_INSTRUCTIONS TO FOLLOW_:
Transcribe exactly everything in the data below from the line containing "parsing and construction" down to the line containing "if buffer.len() <", both lines included and nothing further.

(SOURCE INFORMATION Opens)

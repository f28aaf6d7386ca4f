//! Ethernet frame parsing and construction

use super::MacAddr;
use crate::{Error, Result};

/// Ethernet header size (no FCS, no 802.1Q)
pub const HEADER_SIZE: usize = 14;

/// Parsed Ethernet frame (zero-copy reference)
#[derive(Debug)]
pub struct Frame<'a> {
    buffer: &'a [u8],
}

impl<'a> Frame<'a> {
    pub fn parse(buffer: &'a [u8]) -> Result<Self> {
        if buffer.len() < HEADER_SIZE {
            return Err(Error::Parse("frame too short".into()));
        }
        Ok(Self { buffer })
    }

    pub fn dst_mac(&self) -> MacAddr {
        MacAddr(self.buffer[0..6].try_into().unwrap())
    }

    pub fn src_mac(&self) -> MacAddr {
        MacAddr(self.buffer[6..12].try_into().unwrap())
    }

    pub fn ethertype(&self) -> u16 {
        u16::from_be_bytes([self.buffer[12], self.buffer[13]])
    }

    pub fn payload(&self) -> &[u8] {
        &self.buffer[HEADER_SIZE..]
    }

    pub fn as_bytes(&self) -> &[u8] {
        self.buffer
    }
}

/// Builder for frames the control plane emits
pub struct FrameBuilder {
    buffer: Vec<u8>,
}

impl FrameBuilder {
    pub fn new() -> Self {
        Self {
            buffer: Vec::with_capacity(HEADER_SIZE + 64),
        }
    }

    pub fn dst_mac(mut self, mac: MacAddr) -> Self {
        self.buffer.extend_from_slice(&mac.0);
        self
    }

    pub fn src_mac(mut self, mac: MacAddr) -> Self {
        self.buffer.extend_from_slice(&mac.0);
        self
    }

    pub fn ethertype(mut self, ethertype: u16) -> Self {
        self.buffer.extend_from_slice(&ethertype.to_be_bytes());
        self
    }

    pub fn payload(mut self, payload: &[u8]) -> Self {
        self.buffer.extend_from_slice(payload);
        self
    }

    pub fn build(self) -> Vec<u8> {
        self.buffer
    }
}

impl Default for FrameBuilder {
    fn default() -> Self {
        Self::new()
    }
}
//! Metrics collection for frame-processing statistics.

use std::sync::atomic::{AtomicU64, Ordering};

/// Atomic counter for thread-safe increment operations.
#[derive(Debug, Default)]
pub struct Counter(AtomicU64);

impl Counter {
    pub fn new() -> Self {
        Self(AtomicU64::new(0))
    }

    pub fn inc(&self) {
        self.0.fetch_add(1, Ordering::Relaxed);
    }

    pub fn get(&self) -> u64 {
        self.0.load(Ordering::Relaxed)
    }
}

/// Counters shared between the router and its ports via `Arc`.
#[derive(Debug, Default)]
pub struct MetricsRegistry {
    /// Frames handed to the control plane.
    pub frames_received: Counter,
    /// Data frames rewritten and emitted by a port.
    pub frames_forwarded: Counter,
    /// Data frames parked while resolution is in flight.
    pub frames_queued: Counter,
    /// Frames discarded (malformed, unaddressed, unroutable, unknown ingress).
    pub frames_dropped: Counter,
    /// Resolution requests broadcast by ports.
    pub arp_requests_sent: Counter,
    /// Resolution replies answered by ports.
    pub arp_replies_sent: Counter,
    /// Flow rules submitted for installation.
    pub rules_installed: Counter,
}

impl MetricsRegistry {
    pub fn new() -> Self {
        Self::default()
    }
}

#[cfg(test)]
mod tests {
    use super::*;

    #[test]
    fn test_counter() {
        let counter = Counter::new();
        assert_eq!(counter.get(), 0);
        counter.inc();
        counter.inc();
        assert_eq!(counter.get(), 2);
    }

    #[test]
    fn test_registry_starts_at_zero() {
        let metrics = MetricsRegistry::new();
        assert_eq!(metrics.frames_received.get(), 0);
        assert_eq!(metrics.rules_installed.get(), 0);
    }
}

(SOURCE INFORMATION Closes)

_ANSWER_:
//! Ethernet frame parsing and construction

use super::MacAddr;
use crate::{Error, Result};

/// Ethernet header size (no FCS, no 802.1Q)
pub const HEADER_SIZE: usize = 14;

/// Parsed Ethernet frame (zero-copy reference)
#[derive(Debug)]
pub struct Frame<'a> {
    buffer: &'a [u8],
}

impl<'a> Frame<'a> {
    pub fn parse(buffer: &'a [u8]) -> Result<Self> {
        if buffer.len() < HEADER_SIZE {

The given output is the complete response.